Category : Webmaster Skills
These days, users expect websites to be fast. When pages take longer than expected to load, it negatively impacts your site’s User Experience (UX). This matters because any time your UX takes a hit, so does your conversion rate.
You’ll likely see higher page abandonment and bounce rates as well. To be more specific, studies show that an additional two seconds of loading time can increase your site’s bounce rate by 103 percent. Plus, just 100 milliseconds of extra loading time can cause a 7 percent drop in conversion rates.
Even fractions of a second count, so optimizing your site’s performance as fully as you can is crucial. What’s more, website speed not only influences whether users stay on your site and convert; it also affects whether or not they can find it in the first place.
Site speed is now a Google ranking factor for both desktop and mobile sites. If you don’t maintain decent website performance, your site’s visibility on Search Engine Results Pages (SERPs) may decrease, leading to lower traffic levels.
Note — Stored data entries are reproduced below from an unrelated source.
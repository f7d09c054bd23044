//! Core library exports for the Greenmarket catalog engine.
//!
//! This crate exposes the domain model, forms, Diesel models, repositories
//! and service layers of the farmers' marketplace catalog: the category
//! tree with its moderation lifecycle, the per-category attribute schema
//! registry, crop attribute validation and the faceted crop search.

pub mod db;
pub mod domain;
pub mod dto;
mod error_conversions;
pub mod forms;
pub mod models;
pub mod repository;
pub mod schema;
pub mod services;
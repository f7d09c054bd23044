use crate::domain::category::Category;
use crate::dto::attributes::AttributeDefinitionDto;

#[derive(Debug, Clone, PartialEq)]
pub struct CategoryDto {
    pub id: i32,
    pub name: String,
    pub parent_id: Option<i32>,
    pub status: String,
}

impl From<Category> for CategoryDto {
    fn from(value: Category) -> Self {
        Self {
            id: value.id.get(),
            name: value.name.into_inner(),
            parent_id: value.parent_id.map(|id| id.get()),
            status: value.status.as_str().to_string(),
        }
    }
}

/// One category with its attribute schema and direct children.
#[derive(Debug, Clone, PartialEq)]
pub struct CategoryDetailsDto {
    pub id: i32,
    pub name: String,
    pub parent_id: Option<i32>,
    pub status: String,
    pub attributes: Vec<AttributeDefinitionDto>,
    pub children: Vec<CategoryDto>,
}

/// A category with its full descendant subtree.
#[derive(Debug, Clone, PartialEq)]
pub struct CategoryTreeDto {
    pub id: i32,
    pub name: String,
    pub status: String,
    pub children: Vec<CategoryTreeDto>,
}
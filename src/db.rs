//! SQLite connection-pool plumbing shared by repository implementations.

use diesel::r2d2::{ConnectionManager, Pool, PoolError, PooledConnection};
use diesel::sqlite::SqliteConnection;

/// Shared r2d2 pool over SQLite connections.
pub type DbPool = Pool<ConnectionManager<SqliteConnection>>;
/// A single checked-out pooled connection.
pub type DbConnection = PooledConnection<ConnectionManager<SqliteConnection>>;

/// Builds a connection pool for the given SQLite database path or URL.
pub fn establish_connection_pool(database_url: &str) -> Result<DbPool, PoolError> {
    let manager = ConnectionManager::<SqliteConnection>::new(database_url);
    Pool::builder().build(manager)
}
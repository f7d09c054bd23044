use crate::domain::attribute::AttributeDefinition;

#[derive(Debug, Clone, PartialEq)]
pub struct AttributeDefinitionDto {
    pub id: i32,
    pub category_id: i32,
    pub name: String,
    pub data_type: String,
    pub is_required: bool,
    pub validation_rule: Option<String>,
    pub unit: Option<String>,
}

impl From<AttributeDefinition> for AttributeDefinitionDto {
    fn from(value: AttributeDefinition) -> Self {
        Self {
            id: value.id.get(),
            category_id: value.category_id.get(),
            name: value.name.into_inner(),
            data_type: value.data_type.as_str().to_string(),
            is_required: value.is_required,
            validation_rule: value.validation_rule,
            unit: value.unit.map(|u| u.into_inner()),
        }
    }
}
use chrono::NaiveDateTime;
use serde::{Deserialize, Serialize};

use crate::domain::types::{CategoryId, CategoryName, CategoryStatus};

/// A node in the crop classification hierarchy.
///
/// `parent_id` is a weak reference; the parent chain is acyclic and ends at
/// a root category with no parent.
#[derive(Debug, Clone, Serialize, Deserialize)]
pub struct Category {
    pub id: CategoryId,
    pub name: CategoryName,
    pub parent_id: Option<CategoryId>,
    pub status: CategoryStatus,
    pub created_at: NaiveDateTime,
    pub updated_at: NaiveDateTime,
}

/// Data required to insert a new [`Category`].
#[derive(Debug, Clone, Serialize, Deserialize, PartialEq)]
pub struct NewCategory {
    pub name: CategoryName,
    pub parent_id: Option<CategoryId>,
    pub status: CategoryStatus,
    pub created_at: NaiveDateTime,
    pub updated_at: NaiveDateTime,
}
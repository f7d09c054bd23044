use thiserror::Error;

/// Generic error type used by service layer functions.
#[derive(Debug, Error, PartialEq, Eq)]
pub enum ServiceError {
    /// The user is not authorized to perform the operation.
    #[error("unauthorized")]
    Unauthorized,
    /// Requested resource was not found.
    #[error("not found")]
    NotFound,
    /// The operation conflicts with existing state (duplicate name, cyclic
    /// parent assignment, deletion blocked by dependents).
    #[error("conflict: {0}")]
    Conflict(String),
    /// Submitted data failed domain validation.
    #[error("validation failed: {0}")]
    Validation(String),
    /// An unexpected internal error occurred.
    #[error("internal error")]
    Internal,
}

/// Convenient alias for results returned from service functions.
pub type ServiceResult<T> = Result<T, ServiceError>;
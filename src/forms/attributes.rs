use serde::Deserialize;
use thiserror::Error;
use validator::{Validate, ValidationErrors};

use crate::domain::attribute::AttributeDefinitionDraft;
use crate::domain::types::{
    AttributeDataType, AttributeDefinitionId, AttributeName, AttributeUnit, CategoryId,
    TypeConstraintError,
};

fn normalize_optional(value: Option<String>) -> Option<String> {
    value
        .map(|v| v.trim().to_string())
        .filter(|v| !v.is_empty())
}

/// Errors produced when converting attribute forms into typed payloads.
#[derive(Debug, Error)]
pub enum AttributeFormError {
    #[error("attribute form validation failed: {0}")]
    Validation(String),
    #[error("attribute form contains invalid data: {0}")]
    TypeConstraint(String),
}

impl From<ValidationErrors> for AttributeFormError {
    fn from(value: ValidationErrors) -> Self {
        Self::Validation(value.to_string())
    }
}

impl From<TypeConstraintError> for AttributeFormError {
    fn from(value: TypeConstraintError) -> Self {
        Self::TypeConstraint(value.to_string())
    }
}

/// One attribute definition entry as submitted by a caller, reused by the
/// category create/update forms and the registry forms.
#[derive(Debug, Clone, Deserialize, Validate)]
pub struct AttributeDefinitionForm {
    /// Present when the entry refers to an existing definition.
    pub id: Option<i32>,
    #[validate(length(min = 1, max = 100))]
    pub name: String,
    pub data_type: String,
    #[serde(default)]
    pub is_required: bool,
    pub validation_rule: Option<String>,
    pub unit: Option<String>,
}

impl TryFrom<AttributeDefinitionForm> for AttributeDefinitionDraft {
    type Error = AttributeFormError;

    fn try_from(value: AttributeDefinitionForm) -> Result<Self, Self::Error> {
        value.validate()?;
        Ok(Self {
            id: value.id.map(AttributeDefinitionId::new).transpose()?,
            name: AttributeName::new(value.name)?,
            data_type: AttributeDataType::try_from(value.data_type.as_str())?,
            is_required: value.is_required,
            validation_rule: normalize_optional(value.validation_rule),
            unit: normalize_optional(value.unit)
                .map(AttributeUnit::new)
                .transpose()?,
        })
    }
}

#[derive(Debug, Deserialize, Validate)]
pub struct DefineAttributeForm {
    #[validate(range(min = 1))]
    pub category_id: i32,
    #[validate(nested)]
    pub attribute: AttributeDefinitionForm,
}

#[derive(Debug, Clone, PartialEq)]
pub struct DefineAttributePayload {
    pub category_id: CategoryId,
    pub draft: AttributeDefinitionDraft,
}

impl TryFrom<DefineAttributeForm> for DefineAttributePayload {
    type Error = AttributeFormError;

    fn try_from(value: DefineAttributeForm) -> Result<Self, Self::Error> {
        value.validate()?;
        Ok(Self {
            category_id: CategoryId::new(value.category_id)?,
            draft: value.attribute.try_into()?,
        })
    }
}

#[derive(Debug, Deserialize, Validate)]
pub struct UpdateAttributeForm {
    #[validate(range(min = 1))]
    pub id: i32,
    #[validate(nested)]
    pub attribute: AttributeDefinitionForm,
}

#[derive(Debug, Clone, PartialEq)]
pub struct UpdateAttributePayload {
    pub id: AttributeDefinitionId,
    pub draft: AttributeDefinitionDraft,
}

impl TryFrom<UpdateAttributeForm> for UpdateAttributePayload {
    type Error = AttributeFormError;

    fn try_from(value: UpdateAttributeForm) -> Result<Self, Self::Error> {
        value.validate()?;
        Ok(Self {
            id: AttributeDefinitionId::new(value.id)?,
            draft: value.attribute.try_into()?,
        })
    }
}

#[derive(Debug, Deserialize, Validate)]
pub struct ReconcileAttributesForm {
    #[validate(range(min = 1))]
    pub category_id: i32,
    #[serde(default)]
    pub attributes: Vec<AttributeDefinitionForm>,
}

#[derive(Debug, Clone, PartialEq)]
pub struct ReconcileAttributesPayload {
    pub category_id: CategoryId,
    pub attributes: Vec<AttributeDefinitionDraft>,
}

impl TryFrom<ReconcileAttributesForm> for ReconcileAttributesPayload {
    type Error = AttributeFormError;

    fn try_from(value: ReconcileAttributesForm) -> Result<Self, Self::Error> {
        value.validate()?;
        Ok(Self {
            category_id: CategoryId::new(value.category_id)?,
            attributes: value
                .attributes
                .into_iter()
                .map(TryInto::try_into)
                .collect::<Result<Vec<_>, _>>()?,
        })
    }
}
With your website’s success on the line, speed can’t be ignored. If you’re feeling overwhelmed, a smart place to start is by testing to determine where your site stands now. You can run load time tests to see how long your users are waiting and then get to work on decreasing those numbers.
OPcache Isn’t Enabled
OPcache is a built-in caching engine for the coding language PHP. If you use PHP on your site, having OPcache enabled can speed up its loading and the loading of your pages as a result.
If you host your website with one of our Shared WordPress or DreamPress plans, OPcache is enabled by default. If your site is hosted using one of our other plans or with another web host, you’ll likely need to enable it manually.
Your Site’s Code Is Too Bulky
The more code your user’s web browser has to load, the longer it will take for your website to become visible. If your code is too ‘bulky’ or contains unnecessary characters and line breaks, your site may be slower. In response, you can ‘minify’ that code by removing the elements that aren’t needed.
Plugins Are Weighing Your Site Down
Having too many plugins — or even a few very bulky ones — can weigh your website down and cause poor performance. It’s wise to always completely remove any plugins you’re not using to minimize the chance that this will happen.
Additionally, some plugins can interfere with the caching of your site’s pages. If you’re using the Proxy Cache Purge plugin we mentioned earlier in this article, you can pinpoint which plugins are causing the problem by navigating to Proxy Cache > Check Caching.
Internet Issues Are Hurting Specific Users’ Performance
Finally, poor website performance can be due to an issue with a user’s Internet Service Provider (ISP), rather than with your site itself. Slow site speeds can result from network congestion, bandwidth throttling and restrictions, data discrimination and filtering, or content filtering.
If you notice slow speeds when visiting your site, you can run a traceroute between your computer and your website to test the connection. This should give you an idea of whether or not the problem is related to your ISP or is a more significant site-wide concern.